Les Marocains sont des tortues par opposition aux Tunisiens et aux Egyptiens, qui ont été de vrais lièvres. Eux, ils voulaient tout casser, tout renverser, et voyez aujourd’hui leurs situations respectives. Ces deux peuples se sont retrouvés avec une relève incertaine au pouvoir et des problèmes qui risquent de les bloquer pendant des années.
En fait, vous êtes un peu réac’ sur les bords ?
Je ne sais pas, mais je pense qu’au Maroc les choses se font tranquillement. Il y a une certaine conscience, surtout chez les jeunes. Ils s’installent doucement pour changer les choses pacifiquement. C’est-à-dire à travers le débat et l’échange d’idées.
Mais qu’est-ce qui a changé concrètement ?
Avant, les gens manifestaient et les autorités tapaient. Depuis 2011, les gens manifestent et parfois encore ils se font taper dessus. Mais il y a désormais des caméras qui les montrent et une presse qui en parle.

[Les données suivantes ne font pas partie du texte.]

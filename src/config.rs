//! TOML configuration parsing and validation.
//!
//! ```toml
//! [db]
//! path = "./data/crm.sqlite"
//!
//! [embedding]
//! provider = "openai"
//! model = "text-embedding-3-large"
//! dims = 1024
//!
//! [pipeline]
//! batch_limit = 500
//! status_every = 25
//!
//! [pacing]
//! strategy = "fixed"
//! delay_ms = 75
//! ```

use anyhow::{bail, Context, Result};
use serde::Deserialize;
use std::path::{Path, PathBuf};

#[derive(Debug, Deserialize, Clone)]
pub struct Config {
    pub db: DbConfig,
    #[serde(default)]
    pub embedding: EmbeddingConfig,
    #[serde(default)]
    pub pipeline: PipelineConfig,
    #[serde(default)]
    pub pacing: PacingConfig,
}

#[derive(Debug, Deserialize, Clone)]
pub struct DbConfig {
    pub path: PathBuf,
}

#[derive(Debug, Deserialize, Clone)]
pub struct EmbeddingConfig {
    #[serde(default = "default_provider")]
    pub provider: String,
    #[serde(default)]
    pub model: Option<String>,
    #[serde(default = "default_dims")]
    pub dims: usize,
    /// Base URL override (Ollama host, or an OpenAI-compatible gateway).
    #[serde(default)]
    pub url: Option<String>,
    #[serde(default = "default_max_input_chars")]
    pub max_input_chars: usize,
    #[serde(default = "default_timeout_secs")]
    pub timeout_secs: u64,
    #[serde(default)]
    pub max_retries: u32,
}

impl Default for EmbeddingConfig {
    fn default() -> Self {
        Self {
            provider: default_provider(),
            model: None,
            dims: default_dims(),
            url: None,
            max_input_chars: default_max_input_chars(),
            timeout_secs: default_timeout_secs(),
            max_retries: 0,
        }
    }
}

impl EmbeddingConfig {
    pub fn is_enabled(&self) -> bool {
        self.provider != "disabled"
    }
}

fn default_provider() -> String {
    "disabled".to_string()
}
fn default_dims() -> usize {
    1024
}
fn default_max_input_chars() -> usize {
    8000
}
fn default_timeout_secs() -> u64 {
    30
}

#[derive(Debug, Deserialize, Clone)]
pub struct PipelineConfig {
    #[serde(default = "default_batch_limit")]
    pub batch_limit: usize,
    #[serde(default = "default_status_every")]
    pub status_every: u64,
}

impl Default for PipelineConfig {
    fn default() -> Self {
        Self {
            batch_limit: default_batch_limit(),
            status_every: default_status_every(),
        }
    }
}

fn default_batch_limit() -> usize {
    500
}
fn default_status_every() -> u64 {
    25
}

#[derive(Debug, Deserialize, Clone, Copy, PartialEq, Eq)]
#[serde(rename_all = "snake_case")]
pub enum PacingStrategy {
    Fixed,
    TokenBucket,
    Adaptive,
}

#[derive(Debug, Deserialize, Clone)]
pub struct PacingConfig {
    #[serde(default = "default_strategy")]
    pub strategy: PacingStrategy,
    #[serde(default = "default_delay_ms")]
    pub delay_ms: u64,
    #[serde(default = "default_rate_per_sec")]
    pub rate_per_sec: f64,
    #[serde(default = "default_burst")]
    pub burst: u32,
    #[serde(default = "default_max_backoff_ms")]
    pub max_backoff_ms: u64,
}

impl Default for PacingConfig {
    fn default() -> Self {
        Self {
            strategy: default_strategy(),
            delay_ms: default_delay_ms(),
            rate_per_sec: default_rate_per_sec(),
            burst: default_burst(),
            max_backoff_ms: default_max_backoff_ms(),
        }
    }
}

/// Slowest accepted token-bucket rate: one call every ~17 minutes.
pub const MIN_RATE_PER_SEC: f64 = 0.001;

fn default_strategy() -> PacingStrategy {
    PacingStrategy::Fixed
}
fn default_delay_ms() -> u64 {
    75
}
fn default_rate_per_sec() -> f64 {
    10.0
}
fn default_burst() -> u32 {
    1
}
fn default_max_backoff_ms() -> u64 {
    5_000
}

pub fn load_config(path: &Path) -> Result<Config> {
    let content = std::fs::read_to_string(path)
        .with_context(|| format!("Failed to read config file: {}", path.display()))?;

    parse_config(&content)
}

/// Parse and validate configuration from a TOML string.
pub fn parse_config(content: &str) -> Result<Config> {
    let config: Config = toml::from_str(content).with_context(|| "Failed to parse config file")?;

    // Validate embedding
    if config.embedding.dims == 0 {
        bail!("embedding.dims must be > 0");
    }
    if config.embedding.max_input_chars == 0 {
        bail!("embedding.max_input_chars must be > 0");
    }
    if config.embedding.timeout_secs == 0 {
        bail!("embedding.timeout_secs must be > 0");
    }

    match config.embedding.provider.as_str() {
        "disabled" | "local" => {}
        "openai" | "ollama" => {
            if config.embedding.model.is_none() {
                bail!(
                    "embedding.model must be specified when provider is '{}'",
                    config.embedding.provider
                );
            }
        }
        other => bail!(
            "Unknown embedding provider: '{}'. Must be disabled, openai, ollama, or local.",
            other
        ),
    }

    // Validate pipeline
    if config.pipeline.batch_limit == 0 {
        bail!("pipeline.batch_limit must be >= 1");
    }
    if config.pipeline.status_every == 0 {
        bail!("pipeline.status_every must be >= 1");
    }

    // Validate pacing
    if config.pacing.strategy == PacingStrategy::TokenBucket {
        let rate = config.pacing.rate_per_sec;
        if !rate.is_finite() || rate < MIN_RATE_PER_SEC {
            bail!(
                "pacing.rate_per_sec must be a finite value >= {} for the token_bucket strategy",
                MIN_RATE_PER_SEC
            );
        }
        if config.pacing.burst == 0 {
            bail!("pacing.burst must be >= 1");
        }
    }
    if config.pacing.strategy == PacingStrategy::Adaptive
        && config.pacing.max_backoff_ms < config.pacing.delay_ms
    {
        bail!("pacing.max_backoff_ms must be >= pacing.delay_ms");
    }

    Ok(config)
}

#[cfg(test)]
mod tests {
    use super::*;

    #[test]
    fn minimal_config_uses_reference_defaults() {
        let cfg = parse_config("[db]\npath = \"crm.sqlite\"\n").unwrap();
        assert_eq!(cfg.embedding.provider, "disabled");
        assert_eq!(cfg.embedding.dims, 1024);
        assert_eq!(cfg.embedding.max_input_chars, 8000);
        assert_eq!(cfg.embedding.max_retries, 0);
        assert_eq!(cfg.pipeline.batch_limit, 500);
        assert_eq!(cfg.pipeline.status_every, 25);
        assert_eq!(cfg.pacing.strategy, PacingStrategy::Fixed);
        assert_eq!(cfg.pacing.delay_ms, 75);
    }

    #[test]
    fn remote_provider_requires_model() {
        let err = parse_config("[db]\npath = \"x\"\n[embedding]\nprovider = \"openai\"\n")
            .unwrap_err();
        assert!(err.to_string().contains("embedding.model"));
    }

    #[test]
    fn unknown_provider_rejected() {
        let err = parse_config("[db]\npath = \"x\"\n[embedding]\nprovider = \"cohere\"\n")
            .unwrap_err();
        assert!(err.to_string().contains("Unknown embedding provider"));
    }

    #[test]
    fn zero_batch_limit_rejected() {
        let err = parse_config("[db]\npath = \"x\"\n[pipeline]\nbatch_limit = 0\n").unwrap_err();
        assert!(err.to_string().contains("batch_limit"));
    }

    #[test]
    fn token_bucket_rejects_vanishing_rate() {
        for rate in ["1e-20", "0.0", "-2.0", "nan"] {
            let err = parse_config(&format!(
                "[db]\npath = \"x\"\n[pacing]\nstrategy = \"token_bucket\"\nrate_per_sec = {}\nburst = 1\n",
                rate
            ))
            .unwrap_err();
            assert!(err.to_string().contains("rate_per_sec"), "rate {} accepted", rate);
        }
    }

    #[test]
    fn token_bucket_parses() {
        let cfg = parse_config(
            "[db]\npath = \"x\"\n[pacing]\nstrategy = \"token_bucket\"\nrate_per_sec = 5.0\nburst = 3\n",
        )
        .unwrap();
        assert_eq!(cfg.pacing.strategy, PacingStrategy::TokenBucket);
        assert_eq!(cfg.pacing.burst, 3);
    }
}
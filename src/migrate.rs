use anyhow::Result;
use sqlx::SqlitePool;

use crate::config::Config;
use crate::db;

pub async fn run_migrations(config: &Config) -> Result<()> {
    let pool = db::connect(config).await?;
    apply_schema(&pool).await?;
    pool.close().await;
    Ok(())
}

/// Create the CRM tables this pipeline reads and writes. Idempotent.
pub async fn apply_schema(pool: &SqlitePool) -> Result<()> {
    sqlx::query(
        r#"
        CREATE TABLE IF NOT EXISTS organizations (
            id TEXT PRIMARY KEY,
            name TEXT NOT NULL
        )
        "#,
    )
    .execute(pool)
    .await?;

    sqlx::query(
        r#"
        CREATE TABLE IF NOT EXISTS contacts (
            id TEXT PRIMARY KEY,
            name TEXT,
            email TEXT,
            organization_id TEXT,
            FOREIGN KEY (organization_id) REFERENCES organizations(id)
        )
        "#,
    )
    .execute(pool)
    .await?;

    sqlx::query(
        r#"
        CREATE TABLE IF NOT EXISTS deals (
            id TEXT PRIMARY KEY,
            title TEXT NOT NULL,
            organization_id TEXT,
            FOREIGN KEY (organization_id) REFERENCES organizations(id)
        )
        "#,
    )
    .execute(pool)
    .await?;

    // Vector presence is the processed marker; `embedded` mirrors it so the
    // consistency check can detect a half-applied write.
    sqlx::query(
        r#"
        CREATE TABLE IF NOT EXISTS calls (
            id TEXT PRIMARY KEY,
            title TEXT,
            transcript TEXT NOT NULL,
            contact_id TEXT,
            deal_id TEXT,
            occurred_at INTEGER NOT NULL,
            embedding BLOB,
            embedded INTEGER NOT NULL DEFAULT 0,
            FOREIGN KEY (contact_id) REFERENCES contacts(id),
            FOREIGN KEY (deal_id) REFERENCES deals(id)
        )
        "#,
    )
    .execute(pool)
    .await?;

    sqlx::query(
        r#"
        CREATE TABLE IF NOT EXISTS emails (
            id TEXT PRIMARY KEY,
            subject TEXT,
            body TEXT NOT NULL,
            direction TEXT NOT NULL CHECK (direction IN ('inbound', 'outbound')),
            contact_id TEXT,
            deal_id TEXT,
            sent_at INTEGER NOT NULL,
            embedding BLOB,
            embedded INTEGER NOT NULL DEFAULT 0,
            FOREIGN KEY (contact_id) REFERENCES contacts(id),
            FOREIGN KEY (deal_id) REFERENCES deals(id)
        )
        "#,
    )
    .execute(pool)
    .await?;

    // Partial indexes keep pending-row selection cheap once most rows are done
    sqlx::query(
        "CREATE INDEX IF NOT EXISTS idx_calls_pending ON calls(occurred_at DESC, id) WHERE embedding IS NULL",
    )
    .execute(pool)
    .await?;
    sqlx::query(
        "CREATE INDEX IF NOT EXISTS idx_emails_pending ON emails(sent_at DESC, id) WHERE embedding IS NULL",
    )
    .execute(pool)
    .await?;

    Ok(())
}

C’est déjà un bon début sur le dur chemin de la démocratie.
Vous avez toujours défendu la veuve et l’orphelin dans vos documentaires. C’est une seconde nature chez vous ?
Oui, j’ai toujours essayé de placer l’homme et la nature au cœur de mes projets. Ils sont souvent sacrifiés au nom du profit et de la rentabilité. Au final, tout le monde est perdant.
Les forces de l’ordre vous ont-elles violenté lors du tournage ?
Parfois, des policiers ont essayé de nous arracher les caméras au cours des manifestations. D’autres nous ont demandé des autorisations de tournage afin de nous faire perdre du temps. Mais, globalement, on n’a pas eu plus d’embrouilles que ça.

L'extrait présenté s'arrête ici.